Considered one of snooker's hardest tournaments to win because of the presence of only the top competitors, Hunter won three times, in consecutive years.

'Paul was fun': A Legacy of Character

But for all his achievements in competition, away from the game Hunter's down-to-earth charisma never deserted him.

"His demeanor was excellent did Paul," Alan says. "He connected with everybody."

"When encountering him you'd like him," Kristina states. "He was enjoyable.

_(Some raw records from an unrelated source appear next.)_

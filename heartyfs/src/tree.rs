use std::collections::HashSet;
use std::fmt::Write;

use crate::fs::{BlockNumber, FsError, HeartyFs, Result, FIRST_FREE_BLOCK, ROOT_BLOCK};
use crate::io::Region;
use crate::node::{DataBlock, Directory, Inode, Kind, DATA_CAPACITY};
use crate::store::BlockStore;

use log::warn;

/// How deep `list_tree` descends before cutting a branch off.
pub const MAX_DEPTH: usize = 10;

/// One entry reached while walking the tree.
struct Visit<'a> {
    depth: usize,
    block: BlockNumber,
    kind: Kind,
    name: &'a [u8],
}

/// Depth-first walk below `dir`, skipping `.` and `..`. Directories at
/// `max_depth` are reported but not entered, so a corrupted tree whose links
/// form a cycle still terminates.
fn walk<R, F>(
    store: &BlockStore<R>,
    dir: BlockNumber,
    depth: usize,
    max_depth: usize,
    visit: &mut F,
) -> Result<()>
where
    R: Region,
    F: FnMut(&Visit<'_>) -> Result<()>,
{
    for (_, entry) in store.view::<Directory>(dir)?.entries() {
        if entry.is_dot() {
            continue;
        }
        let kind = store.kind_of(entry.block())?;
        visit(&Visit {
            depth,
            block: entry.block(),
            kind,
            name: entry.name(),
        })?;
        if kind == Kind::Directory && depth + 1 < max_depth {
            walk(store, entry.block(), depth + 1, max_depth, visit)?;
        }
    }
    Ok(())
}

/// Outcome of a consistency check.
#[derive(Debug, Clone, PartialEq, Eq)]
pub struct CheckReport {
    /// Directories, inodes and data blocks reachable from the root, plus the
    /// two reserved blocks.
    pub reachable: usize,
    /// Blocks marked used in the bitmap that nothing references, typically
    /// left behind by an interrupted write.
    pub leaked: Vec<BlockNumber>,
}

impl<R: Region> HeartyFs<R> {
    /// Renders the directory tree, one entry per line, indented two spaces
    /// per level. Directories end in `/`, files show their size.
    pub fn list_tree(&self) -> Result<String> {
        let mut out = String::from("/\n");
        walk(&self.store, ROOT_BLOCK, 0, MAX_DEPTH, &mut |v: &Visit<'_>| -> Result<()> {
            let indent = "  ".repeat(v.depth + 1);
            let name = String::from_utf8_lossy(v.name);
            match v.kind {
                Kind::Directory => writeln!(out, "{}{}/", indent, name),
                Kind::File => writeln!(
                    out,
                    "{}{} ({} bytes)",
                    indent,
                    name,
                    self.store.view::<Inode>(v.block)?.size()
                ),
            }
            .ok();
            Ok(())
        })?;
        Ok(out)
    }

    /// Walks the whole tree and verifies that every block is owned at most
    /// once, directory sizes and links are consistent and every file's data
    /// covers its declared size.
    ///
    /// # Errors
    ///
    /// Returns `CorruptImage` describing the first violation found. Leaked
    /// blocks are not an error, they are listed in the report.
    pub fn check(&self) -> Result<CheckReport> {
        let store = &self.store;
        let mut owned: HashSet<BlockNumber> = (ROOT_BLOCK..FIRST_FREE_BLOCK).collect();

        let mut claim = |block: BlockNumber| -> Result<()> {
            if !store.is_allocated(block)? || !owned.insert(block) {
                return Err(FsError::CorruptImage(format!(
                    "block {} is free or owned twice",
                    block
                )));
            }
            Ok(())
        };

        // (directory, its parent) pairs still to scan. The ownership set
        // rejects a directory reached twice, so cycles cannot loop.
        let mut pending = vec![(ROOT_BLOCK, ROOT_BLOCK)];
        while let Some((dir, parent)) = pending.pop() {
            check_directory(store, dir, parent)?;
            for (_, entry) in store.view::<Directory>(dir)?.entries() {
                if entry.is_dot() {
                    continue;
                }
                let block = entry.block();
                claim(block)?;
                match store.kind_of(block)? {
                    Kind::Directory => pending.push((block, dir)),
                    Kind::File => check_file(store, block, &mut claim)?,
                }
            }
        }

        let leaked: Vec<BlockNumber> = (FIRST_FREE_BLOCK..store.block_count())
            .filter(|&b| store.is_allocated(b).unwrap_or(false) && !owned.contains(&b))
            .collect();
        if !leaked.is_empty() {
            warn!("{} allocated blocks are unreachable", leaked.len());
        }
        Ok(CheckReport {
            reachable: owned.len(),
            leaked,
        })
    }
}

/// Claims the data blocks of `inode` and verifies they cover its size.
fn check_file<R, F>(store: &BlockStore<R>, inode: BlockNumber, claim: &mut F) -> Result<()>
where
    R: Region,
    F: FnMut(BlockNumber) -> Result<()>,
{
    let node = store.view::<Inode>(inode)?;
    let mut available = 0;
    for data in node.blocks() {
        claim(data)?;
        let len = store.view::<DataBlock>(data)?.len();
        if len > DATA_CAPACITY {
            return Err(FsError::CorruptImage(format!(
                "data block {} overflows its payload",
                data
            )));
        }
        available += len;
    }
    if available < node.size() {
        return Err(FsError::CorruptImage(format!(
            "inode {} declares {} bytes but holds {}",
            inode,
            node.size(),
            available
        )));
    }
    Ok(())
}

fn check_directory<R: Region>(
    store: &BlockStore<R>,
    block: BlockNumber,
    parent: BlockNumber,
) -> Result<()> {
    let dir = store.view::<Directory>(block)?;
    if dir.self_block() != block || dir.parent_block() != parent {
        return Err(FsError::CorruptImage(format!(
            "directory {} links to {} and {}, expected {} and {}",
            block,
            dir.self_block(),
            dir.parent_block(),
            block,
            parent
        )));
    }
    let valid = dir.entries().count();
    if valid != dir.len() {
        return Err(FsError::CorruptImage(format!(
            "directory {} records {} entries but holds {}",
            block,
            dir.len(),
            valid
        )));
    }
    Ok(())
}

#[cfg(test)]
mod tests {
    use super::*;
    use crate::fs::{FsConfig, MAX_BLOCKS};
    use crate::io::MemoryRegion;
    use crate::node::encode_name;

    fn create_test_fs() -> HeartyFs<MemoryRegion> {
        let config = FsConfig::default().with_block_count(128);
        HeartyFs::format(MemoryRegion::new(config.image_len()), config).unwrap()
    }

    #[test]
    fn empty_tree_lists_only_root() {
        let fs = create_test_fs();
        assert_eq!(fs.list_tree().unwrap(), "/\n");
    }

    #[test]
    fn tree_shows_nesting_and_sizes() {
        let mut fs = create_test_fs();
        fs.make_directory("/a").unwrap();
        fs.make_directory("/a/b").unwrap();
        fs.write_file("/a/b/notes", b"twelve bytes").unwrap();
        fs.create_file("/top").unwrap();

        let expected = "/\n  a/\n    b/\n      notes (12 bytes)\n  top (0 bytes)\n";
        assert_eq!(fs.list_tree().unwrap(), expected);
    }

    #[test]
    fn deep_trees_are_cut_off() {
        let mut fs = create_test_fs();
        let mut path = String::new();
        for _ in 0..MAX_DEPTH + 2 {
            path.push_str("/d");
            fs.make_directory(&path).unwrap();
        }
        let listing = fs.list_tree().unwrap();
        assert_eq!(listing.lines().count(), 1 + MAX_DEPTH);
    }

    #[test]
    fn consistent_image_passes_check() {
        let mut fs = create_test_fs();
        fs.make_directory("/a").unwrap();
        fs.write_file("/a/f", &[7; 3 * DATA_CAPACITY]).unwrap();
        fs.create_file("/g").unwrap();

        let report = fs.check().unwrap();
        // Root, bitmap, /a, /a/f with three data blocks, /g.
        assert_eq!(report.reachable, 2 + 1 + 4 + 1);
        assert!(report.leaked.is_empty());
        assert_eq!(
            report.reachable,
            fs.block_count() - fs.free_blocks().unwrap()
        );
    }

    #[test]
    fn unreferenced_allocation_is_reported_as_leak() {
        let mut fs = create_test_fs();
        let stray = fs.store.allocate().unwrap();
        let report = fs.check().unwrap();
        assert_eq!(report.leaked, vec![stray]);
    }

    #[test]
    fn shared_block_is_corruption() {
        let mut fs = create_test_fs();
        let a = fs.make_directory("/a").unwrap();
        fs.store
            .view_mut::<Directory>(ROOT_BLOCK)
            .unwrap()
            .insert(a, encode_name("alias").unwrap())
            .unwrap();
        assert!(matches!(fs.check(), Err(FsError::CorruptImage(_))));
    }

    #[test]
    fn wrong_entry_count_is_corruption() {
        let mut fs = create_test_fs();
        fs.make_directory("/a").unwrap();
        // The entry count sits right after the type tag and the name.
        let size_field = 4 + crate::node::NAME_LEN;
        let raw = fs.store.block_at_mut(ROOT_BLOCK).unwrap();
        assert_eq!(raw[size_field], 3);
        raw[size_field] = 5;
        assert!(matches!(fs.check(), Err(FsError::CorruptImage(_))));
    }

    #[test]
    fn check_walks_chain_as_deep_as_the_image_allows() {
        let config = FsConfig::default().with_block_count(MAX_BLOCKS);
        let mut fs = HeartyFs::format(MemoryRegion::new(config.image_len()), config).unwrap();
        let name = encode_name("d").unwrap();
        let mut parent = ROOT_BLOCK;
        for _ in 0..4000 {
            let block = fs.store.allocate().unwrap();
            *fs.store.view_mut::<Directory>(block).unwrap() = Directory::new(name, block, parent);
            fs.store
                .view_mut::<Directory>(parent)
                .unwrap()
                .insert(block, name)
                .unwrap();
            parent = block;
        }

        let report = fs.check().unwrap();
        assert_eq!(report.reachable, 2 + 4000);
        assert!(report.leaked.is_empty());
        assert_eq!(fs.list_tree().unwrap().lines().count(), 1 + MAX_DEPTH);
    }
}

He'd make you relaxed."

Hunter's partner Lindsey, with whom he had daughter Evie, describes him as an "wonderful, youthful, and fun personality" who was "humorous, caring" and "typically the final guest at the party".

With his effortless appeal, youthful appearance and candid way with the press, not to mention his considerable talent, Hunter quickly became snooker's leading figure for the new millennium.

No wonder then, that he was nicknamed 'The Beckham of the Baize'.

Courage in Crisis: A Fight Against Cancer

In the mid-2000s, a year that should have signaled the peak of his powers, Hunter was told he had cancer and would later undergo aggressive treatment.

Multiple accounts from across the professional tour speak of the man's extraordinary commitment to honor obligations to exhibitions, events and press interviews, all while enduring treatment.

Despite gruelling side effects, Hunter kept playing through the illness and received a standing ovation at The World Championship arena when he competed in the World Championships that year.

When he succumbed in October 2006, snooker's family-like circuit lost one of its cherished personalities.

"It's awful," Kristina says. "No parent should experience any mum and dad to lose a child."

An Enduring Legacy: Giving Back

Hunter's true contribution would be felt not in high society but in local sports centers across the UK.

The Paul Hunter Foundation, set up before his death, would provide accessible training to young people all over the country.

The initiative was so successful that, according to reports, local youth crime rates in some areas fell sharply.

"The goal was for a scheme to help offer a constructive activity," one organizer said.

The Foundation helped pave the way for a huge coaching programme, which has extended playing opportunities to children globally.

"Paul would have loved what we've done with the sport and where it is today," a chairman in the sport stated.

Forever in Memory: 20 Years Later

Classic footage of their son's matches on YouTube help his parents stay "in touch with his memory".

"I can watch it and I can watch Paul at any moment," Kristina says. "It's wonderful!"

"We like to reminisce about Paul," she continues. "Before it would be tears, but I'd rather somebody talk than him not be mentioned at all."

Although he never won the World Championship, the widespread belief that Hunter would have secured snooker's ultimate trophy is ingrained in the sport's history.

The Masters, the competition with which he is most synonymous, begins later this month. The winner will lift the trophy named in his honor.

But for all his successes, 20 years after his death it is Paul Hunter's character, as much his dazzling snooker ability, that will ensure he is never forgotten.

Michelle Arnold
Michelle Arnold

A seasoned gaming analyst with over a decade of experience in online casino reviews and slot game strategy development.